After ceding day-to-day control of the team, Steinbrenner made few public appearances and gave no interviews. Associates and family members refused to comment on rampant speculation concerning his declining health, specifically rumors that he was suffering from Alzheimer's disease. A 2007 interviewer said: "He doesn't look all right. In fact, he looks dreadful. His body is bloated; his jawline has slackened into a triple chin; his skin looks as if a dry-cleaner bag has been stretched over it. Steinbrenner's face, pale and swollen, has a curiously undefined look. His features seem frozen in a permanent rictus of careworn disbelief." The Yankees went to great lengths to prevent anyone outside Steinbrenner's immediate family and closest business associates from speaking to him, or even getting a glimpse of him on the rare occasions when he made an appearance at Yankee Stadium.
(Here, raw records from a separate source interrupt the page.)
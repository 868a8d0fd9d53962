//! Exact-output swap orchestration for the conversion settlement paths.
//!
//! The orchestrator acquires up to the payer's maximum input, hands the
//! router a command sequence that swaps for exactly the intent's amounts,
//! distributes, and returns any residual input to the payer within the same
//! call. The amount actually consumed is computed by delta accounting over
//! the payer's and router's combined holdings in the input currency, so the
//! settled event reports the true cost, not the maximum.

use alloy_primitives::{Address, U256};
use alloy_sol_types::{Revert, SolError};
use std::collections::HashMap;

use crate::chain::uniswap::{
    InsufficientETH, InsufficientToken, V3InvalidSwap, V3TooLittleReceived, V3TooMuchRequested,
};
use crate::chain::{CallContext, ChainState, ROUTER_ADDRESS, RouterCommand, RouterRevert};
use crate::intent::TransferIntent;

use super::{
    Funding, NATIVE_CURRENCY, TransferError, acquire_pre_approved, send_native, signed_delta,
    with_exact_receipt,
};

/// Everything the orchestrator needs beyond the intent itself.
pub(super) struct SwapPlan {
    pub settlement: Address,
    pub fee_destination: Address,
    /// Input token; `None` means native currency.
    pub token_in: Option<Address>,
    pub max_willing_to_pay: U256,
    pub pool_fee: u32,
    /// `recipient_amount + fee_amount`, precomputed overflow-checked.
    pub total: U256,
}

/// Runs the whole conversion path: acquire, swap exact-out, distribute,
/// refund residual. Returns `(amount consumed, input currency)`.
pub(super) fn swap_and_distribute(
    chain: &mut ChainState,
    ctx: CallContext,
    intent: &TransferIntent,
    funding: &Funding<'_>,
    plan: SwapPlan,
) -> Result<(U256, Address), TransferError> {
    let native_out = intent.recipient_currency == NATIVE_CURRENCY;

    // Currency-shape checks. Converting a currency into itself is the job of
    // the direct, wrap, and unwrap paths.
    match plan.token_in {
        None => {
            if native_out {
                return Err(TransferError::IncorrectCurrency(NATIVE_CURRENCY));
            }
            if ctx.value.is_zero() {
                return Err(TransferError::InvalidNativeAmount(signed_delta(
                    ctx.value, plan.total,
                )));
            }
        }
        Some(token_in) => {
            if token_in == intent.recipient_currency {
                return Err(TransferError::IncorrectCurrency(token_in));
            }
        }
    }

    let payer = match funding {
        Funding::SignedTransfer(auth) => {
            if auth.to != plan.settlement {
                return Err(TransferError::InvalidTransferDetails);
            }
            auth.owner
        }
        Funding::Native | Funding::PreApproved => ctx.sender,
        // Subsidized settlement never converts.
        Funding::Permit(_) => return Err(TransferError::InvalidTransferDetails),
    };

    let input_before = holdings(chain, plan.token_in, payer)
        .checked_add(holdings(chain, plan.token_in, ROUTER_ADDRESS))
        .ok_or(TransferError::InvalidTransferDetails)?;
    let output_expectations = expected_output_deltas(chain, intent, &plan, native_out);

    // Acquire the input into custody.
    match funding {
        Funding::Native => {
            send_native(chain, ctx.sender, plan.settlement, ctx.value)?;
        }
        Funding::SignedTransfer(auth) => {
            let token = auth.token;
            let settlement = plan.settlement;
            with_exact_receipt(chain, token, settlement, plan.max_willing_to_pay, |chain| {
                chain
                    .permit2_transfer(auth, settlement)
                    .map_err(TransferError::SignatureTransferFailed)
            })?;
        }
        Funding::PreApproved => {
            let token_in = plan
                .token_in
                .ok_or(TransferError::InvalidTransferDetails)?;
            acquire_pre_approved(
                chain,
                plan.settlement,
                ctx.sender,
                token_in,
                plan.max_willing_to_pay,
            )?;
        }
        Funding::Permit(_) => return Err(TransferError::InvalidTransferDetails),
    }

    // Stage token input at the router; native input rides along as call value.
    let mut call_value = U256::ZERO;
    match plan.token_in {
        None => call_value = plan.max_willing_to_pay,
        Some(token_in) => {
            let moved = chain
                .token_mut(token_in)
                .map(|t| t.transfer(plan.settlement, ROUTER_ADDRESS, plan.max_willing_to_pay))
                .unwrap_or(false);
            if !moved {
                return Err(TransferError::TokenTransferFailed {
                    currency: token_in,
                    to: ROUTER_ADDRESS,
                    amount: plan.max_willing_to_pay,
                });
            }
        }
    }

    let commands = build_commands(chain, intent, &plan, payer, native_out);
    chain
        .execute_router(plan.settlement, call_value, intent.deadline, &commands)
        .map_err(remap_revert)?;

    // The router delivered; re-verify every token leg landed to the unit.
    for ((token, target), expected) in output_expectations {
        let actual = chain
            .balance_of(token, target)
            .saturating_sub(expected.before);
        if actual != expected.delta {
            return Err(TransferError::InexactTransfer {
                currency: token,
                target,
                expected: expected.delta,
                actual,
            });
        }
    }

    let input_after = holdings(chain, plan.token_in, payer)
        .saturating_add(holdings(chain, plan.token_in, ROUTER_ADDRESS));
    let consumed = input_before.saturating_sub(input_after);
    let input_currency = plan.token_in.unwrap_or(NATIVE_CURRENCY);
    tracing::debug!(
        consumed = %consumed,
        input_currency = %input_currency,
        max = %plan.max_willing_to_pay,
        "swap settled"
    );
    Ok((consumed, input_currency))
}

/// Combined holdings of `who` in the input currency. Native input counts
/// native and wrapped together, because inputs pass through wrapped form
/// inside the router.
fn holdings(chain: &ChainState, token_in: Option<Address>, who: Address) -> U256 {
    match token_in {
        None => chain
            .native_balance(who)
            .saturating_add(chain.balance_of(chain.weth, who)),
        Some(token) => chain.balance_of(token, who),
    }
}

struct ExpectedDelta {
    before: U256,
    delta: U256,
}

/// Pre-swap snapshot of each token-output leg. Legs to the same address are
/// merged so an operator paying fees to the recipient still verifies.
/// Native-currency output is delivered by exact-amount sends and needs no
/// balance audit.
fn expected_output_deltas(
    chain: &ChainState,
    intent: &TransferIntent,
    plan: &SwapPlan,
    native_out: bool,
) -> HashMap<(Address, Address), ExpectedDelta> {
    let mut expectations: HashMap<(Address, Address), ExpectedDelta> = HashMap::new();
    if native_out {
        return expectations;
    }
    let token = intent.recipient_currency;
    for (target, amount) in [
        (intent.recipient, intent.recipient_amount),
        (plan.fee_destination, intent.fee_amount),
    ] {
        if amount.is_zero() {
            continue;
        }
        expectations
            .entry((token, target))
            .and_modify(|e| e.delta = e.delta.saturating_add(amount))
            .or_insert_with(|| ExpectedDelta {
                before: chain.balance_of(token, target),
                delta: amount,
            });
    }
    expectations
}

/// The router program for one settlement: optional wrap, one exact-output
/// swap, distribution legs, and a residual-input refund to the payer.
fn build_commands(
    chain: &ChainState,
    intent: &TransferIntent,
    plan: &SwapPlan,
    payer: Address,
    native_out: bool,
) -> Vec<RouterCommand> {
    let token_in_wrapped = plan.token_in.unwrap_or(chain.weth);
    let token_out_wrapped = if native_out {
        chain.weth
    } else {
        intent.recipient_currency
    };

    let mut commands = Vec::new();
    if plan.token_in.is_none() {
        commands.push(RouterCommand::WrapNative {
            amount: plan.max_willing_to_pay,
        });
    }
    commands.push(RouterCommand::V3SwapExactOut {
        recipient: ROUTER_ADDRESS,
        amount_out: plan.total,
        amount_in_max: plan.max_willing_to_pay,
        token_in: token_in_wrapped,
        token_out: token_out_wrapped,
        fee: plan.pool_fee,
    });
    if native_out {
        commands.push(RouterCommand::UnwrapNative {
            recipient: ROUTER_ADDRESS,
            amount_min: plan.total,
        });
        for (recipient, amount) in [
            (intent.recipient, intent.recipient_amount),
            (plan.fee_destination, intent.fee_amount),
        ] {
            if !amount.is_zero() {
                commands.push(RouterCommand::TransferNative { recipient, amount });
            }
        }
    } else {
        for (recipient, amount) in [
            (intent.recipient, intent.recipient_amount),
            (plan.fee_destination, intent.fee_amount),
        ] {
            if !amount.is_zero() {
                commands.push(RouterCommand::TransferToken {
                    token: token_out_wrapped,
                    recipient,
                    amount,
                });
            }
        }
    }
    // Whatever input the swap did not consume goes straight back to the
    // payer, not to the calling relayer.
    match plan.token_in {
        None => commands.push(RouterCommand::UnwrapNative {
            recipient: payer,
            amount_min: U256::ZERO,
        }),
        Some(token_in) => commands.push(RouterCommand::Sweep {
            token: token_in,
            recipient: payer,
        }),
    }
    commands
}

/// Translates a raw router revert into the settlement error taxonomy.
/// Recognized 4-byte selectors and `Error(string)` payloads become readable
/// reasons; anything else is preserved verbatim for diagnosis.
fn remap_revert(revert: RouterRevert) -> TransferError {
    match revert {
        RouterRevert::Reason(reason) => TransferError::SwapFailedString(reason),
        RouterRevert::Data(data) => {
            if data.len() >= 4 {
                let selector = [data[0], data[1], data[2], data[3]];
                for (known, name) in [
                    (V3InvalidSwap::SELECTOR, "V3InvalidSwap"),
                    (V3TooLittleReceived::SELECTOR, "V3TooLittleReceived"),
                    (V3TooMuchRequested::SELECTOR, "V3TooMuchRequested"),
                    (InsufficientToken::SELECTOR, "Insufficient token"),
                    (InsufficientETH::SELECTOR, "Insufficient ETH"),
                ] {
                    if selector == known {
                        return TransferError::SwapFailedString(name.to_string());
                    }
                }
                if selector == Revert::SELECTOR
                    && let Ok(reason) = Revert::abi_decode(&data)
                {
                    return TransferError::SwapFailedString(reason.reason);
                }
            }
            TransferError::SwapFailedBytes(data)
        }
    }
}

#[cfg(test)]
mod tests {
    use super::*;
    use alloy_primitives::Bytes;

    #[test]
    fn test_remap_reason_string() {
        assert_eq!(
            remap_revert(RouterRevert::Reason("Transaction too old".to_string())),
            TransferError::SwapFailedString("Transaction too old".to_string())
        );
    }

    #[test]
    fn test_remap_known_selectors() {
        let cases = [
            (
                RouterRevert::error(V3TooMuchRequested {}),
                "V3TooMuchRequested",
            ),
            (
                RouterRevert::error(V3TooLittleReceived {}),
                "V3TooLittleReceived",
            ),
            (RouterRevert::error(V3InvalidSwap {}), "V3InvalidSwap"),
            (
                RouterRevert::error(InsufficientToken {}),
                "Insufficient token",
            ),
            (RouterRevert::error(InsufficientETH {}), "Insufficient ETH"),
        ];
        for (revert, expected) in cases {
            assert_eq!(
                remap_revert(revert),
                TransferError::SwapFailedString(expected.to_string())
            );
        }
    }

    #[test]
    fn test_remap_error_string_payload() {
        let data = Bytes::from(
            Revert {
                reason: "STF".to_string(),
            }
            .abi_encode(),
        );
        assert_eq!(
            remap_revert(RouterRevert::Data(data)),
            TransferError::SwapFailedString("STF".to_string())
        );
    }

    #[test]
    fn test_remap_opaque_data_preserved() {
        let data = Bytes::from(vec![0xde, 0xad, 0xbe, 0xef, 0x01]);
        assert_eq!(
            remap_revert(RouterRevert::Data(data.clone())),
            TransferError::SwapFailedBytes(data)
        );
    }

    #[test]
    fn test_remap_short_data_preserved() {
        let data = Bytes::from(vec![0x01]);
        assert_eq!(
            remap_revert(RouterRevert::Data(data.clone())),
            TransferError::SwapFailedBytes(data)
        );
    }
}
Temporary curtains were set up to block views of his entry and exit routes, and no one was allowed near the vehicles transporting him. The press elevator carrying media members downstairs to the interview areas was shut down before he arrived, and again toward the end of the game while he departed.

Steinbrenner made a rare appearance in the Bronx on the field for the 79th All-Star Game on July 15, 2008. Wearing dark glasses, he walked slowly into the stadium's media entrance with the aid of several companions, leaning upon one of them for support. He later was driven out on to the field along with his son Hal at the end of the lengthy pre-game ceremony in which the All-Stars were introduced at their fielding positions along with 49 of the 63 living Hall of Famers.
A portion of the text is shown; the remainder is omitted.